● WHAT YOU NEED TO DO:
Give only a number in reply. It should be how many lines in the records contain the string "Html".
=== RAW DATA ===
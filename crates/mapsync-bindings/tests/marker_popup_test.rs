// Copyright 2025 eraflo
//
// Licensed under the Apache License, Version 2.0 (the "License");
// you may not use this file except in compliance with the License.
// You may obtain a copy of the License at
//
//     http://www.apache.org/licenses/LICENSE-2.0
//
// Unless required by applicable law or agreed to in writing, software
// distributed under the License is distributed on an "AS IS" BASIS,
// WITHOUT WARRANTIES OR CONDITIONS OF ANY KIND, either express or implied.
// See the License for the specific language governing permissions and
// limitations under the License.

use std::rc::Rc;

use mapsync_bindings::{MarkerFactory, MarkerOptions, PopupFactory, PopupOptions};
use mapsync_core::spec::{LngLat, PopupContent, PopupSpec};
use mapsync_core::{
    BindingContext, BindingSettings, EngineHandle, EngineRef, MapEngine, MarkerStatus,
    PopupStatus,
};
use mapsync_infra::{EngineOp, FailureMode, InMemoryEngine};

const HARBOUR: LngLat = LngLat::new(4.4777, 51.9244);

fn mount(engine: &Rc<InMemoryEngine>) -> (EngineHandle, BindingContext) {
    let handle = EngineHandle::new(Some(EngineRef::from(engine.clone())));
    let context = BindingContext::new(handle.clone(), BindingSettings::default());
    (handle, context)
}

fn harbour_popup(context: &BindingContext) -> PopupFactory {
    PopupFactory::new(
        context,
        PopupOptions::new(PopupSpec::text("Harbour").at(HARBOUR)).with_id("harbour-info"),
    )
}

#[test]
fn test_popup_open_and_close() {
    let engine = Rc::new(InMemoryEngine::new());
    let (_handle, context) = mount(&engine);
    let popup = harbour_popup(&context);
    assert_eq!(popup.status().get(), PopupStatus::Closed);

    popup.open();
    assert!(engine.is_popup_open("harbour-info"));
    assert!(popup.is_open());

    popup.close();
    assert!(!engine.is_popup_open("harbour-info"));
    assert_eq!(popup.status().get(), PopupStatus::Closed);
}

#[test]
fn test_popup_created_open_when_requested() {
    let engine = Rc::new(InMemoryEngine::new());
    let (_handle, context) = mount(&engine);
    let mut options = PopupOptions::new(PopupSpec::text("Harbour")).with_id("harbour-info");
    options.open = true;

    let popup = PopupFactory::new(&context, options);

    assert_eq!(popup.status().get(), PopupStatus::Open);
    assert!(engine.is_popup_open("harbour-info"));
}

#[test]
fn test_user_close_is_reflected_in_status() {
    let engine = Rc::new(InMemoryEngine::new());
    let (_handle, context) = mount(&engine);
    let popup = harbour_popup(&context);
    popup.open();

    engine.user_close_popup("harbour-info");

    assert_eq!(popup.status().get(), PopupStatus::Closed);
}

#[test]
fn test_popup_setters_pass_through_while_live() {
    let engine = Rc::new(InMemoryEngine::new());
    let (_handle, context) = mount(&engine);
    let popup = harbour_popup(&context);
    let moved = LngLat::new(4.5, 52.0);

    popup.set_lng_lat(moved);
    popup.set_content(PopupContent::Html("<b>Harbour</b>".to_string()));

    let live = engine.popup("harbour-info").expect("popup should exist");
    assert_eq!(live.lng_lat, Some(moved));
    assert_eq!(live.content, PopupContent::Html("<b>Harbour</b>".to_string()));
}

#[test]
fn test_marker_follows_its_popup() {
    // --- 1. ARRANGE ---
    let engine = Rc::new(InMemoryEngine::new());
    let (_handle, context) = mount(&engine);
    let popup = harbour_popup(&context);
    let marker = MarkerFactory::new(
        &context,
        MarkerOptions::at(HARBOUR)
            .with_id("harbour")
            .with_popup("harbour-info"),
    );
    assert_eq!(marker.status().get(), MarkerStatus::Closed);
    assert_eq!(
        engine.marker("harbour").and_then(|spec| spec.popup),
        Some("harbour-info".to_string())
    );

    // --- 2. ACT & 3. ASSERT ---
    popup.open();
    assert_eq!(marker.status().get(), MarkerStatus::Open);

    engine.user_close_popup("harbour-info");
    assert_eq!(marker.status().get(), MarkerStatus::Closed);

    marker.attach_popup(None);
    assert_eq!(marker.status().get(), MarkerStatus::Created);
    popup.open();
    assert_eq!(marker.status().get(), MarkerStatus::Created, "Detached popups are ignored");
}

#[test]
fn test_marker_without_popup_makes_no_popup_call() {
    let engine = Rc::new(InMemoryEngine::new());
    let (_handle, context) = mount(&engine);

    let marker = MarkerFactory::new(&context, MarkerOptions::at(HARBOUR).with_id("harbour"));

    assert_eq!(marker.status().get(), MarkerStatus::Created);
    assert_eq!(engine.count(EngineOp::AddMarker), 1);
    assert_eq!(engine.count(EngineOp::SetMarkerPopup), 0);
}

#[test]
fn test_marker_setters_pass_through_while_live() {
    let engine = Rc::new(InMemoryEngine::new());
    let (_handle, context) = mount(&engine);
    let marker = MarkerFactory::new(&context, MarkerOptions::at(HARBOUR).with_id("harbour"));
    let moved = LngLat::new(4.48, 51.93);

    marker.set_lng_lat(moved);
    marker.set_draggable(true);

    let live = engine.marker("harbour").expect("marker should exist");
    assert_eq!(live.lng_lat, moved);
    assert!(live.draggable);

    marker.remove();
    marker.set_lng_lat(HARBOUR);
    assert_eq!(engine.count(EngineOp::SetMarkerLngLat), 1);
    assert_eq!(marker.live_handle(), None);
}

#[test]
fn test_engine_replacement_moves_marker_and_popup() {
    // --- 1. ARRANGE ---
    let first = Rc::new(InMemoryEngine::new());
    let (handle, context) = mount(&first);
    let popup = harbour_popup(&context);
    let marker = MarkerFactory::new(
        &context,
        MarkerOptions::at(HARBOUR)
            .with_id("harbour")
            .with_popup("harbour-info"),
    );
    popup.open();
    let second = Rc::new(InMemoryEngine::new());

    // --- 2. ACT ---
    handle.set(Some(EngineRef::from(second.clone())));

    // --- 3. ASSERT ---
    assert!(!first.has_marker("harbour"));
    assert!(!first.has_popup("harbour-info"));
    assert!(second.has_popup("harbour-info"));
    assert!(second.is_popup_open("harbour-info"), "Open state is restored");
    assert_eq!(
        second.marker("harbour").and_then(|spec| spec.popup),
        Some("harbour-info".to_string())
    );
    assert_eq!(marker.status().get(), MarkerStatus::Open);
}

#[test]
fn test_dropping_factories_removes_everything() {
    let engine = Rc::new(InMemoryEngine::new());
    let (_handle, context) = mount(&engine);
    let listeners_before = engine.listener_count();
    let popup = harbour_popup(&context);
    let marker = MarkerFactory::new(
        &context,
        MarkerOptions::at(HARBOUR)
            .with_id("harbour")
            .with_popup("harbour-info"),
    );

    drop(marker);
    drop(popup);

    assert!(!engine.has_marker("harbour"));
    assert!(!engine.has_popup("harbour-info"));
    assert_eq!(engine.listener_count(), listeners_before);
}

#[test]
fn test_half_added_marker_and_popup_are_rolled_back() {
    // --- 1. ARRANGE ---
    let engine = Rc::new(InMemoryEngine::new());
    engine.fail_next(EngineOp::AddPopup, FailureMode::RejectAfterApply);
    engine.fail_next(EngineOp::AddMarker, FailureMode::RejectAfterApply);
    let (_handle, context) = mount(&engine);

    // --- 2. ACT ---
    let popup = harbour_popup(&context);
    let marker = MarkerFactory::new(&context, MarkerOptions::at(HARBOUR).with_id("harbour"));

    // --- 3. ASSERT ---
    assert_eq!(popup.status().get(), PopupStatus::Error);
    assert_eq!(marker.status().get(), MarkerStatus::Error);
    assert!(!engine.has_popup("harbour-info"));
    assert!(!engine.has_marker("harbour"));
    assert_eq!(engine.count(EngineOp::RemovePopup), 1);
    assert_eq!(engine.count(EngineOp::RemoveMarker), 1);
}

#[test]
fn test_failed_rollback_still_reports_error() {
    let engine = Rc::new(InMemoryEngine::new());
    engine.fail_next(EngineOp::AddMarker, FailureMode::RejectAfterApply);
    engine.fail_next(EngineOp::RemoveMarker, FailureMode::Reject);
    let (_handle, context) = mount(&engine);

    let marker = MarkerFactory::new(&context, MarkerOptions::at(HARBOUR).with_id("harbour"));

    assert_eq!(marker.status().get(), MarkerStatus::Error);
    assert!(engine.has_marker("harbour"), "The rejected removal leaves it behind");
    assert_eq!(engine.count(EngineOp::RemoveMarker), 1);
}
===
● ANSWER FOR THE TASK:
2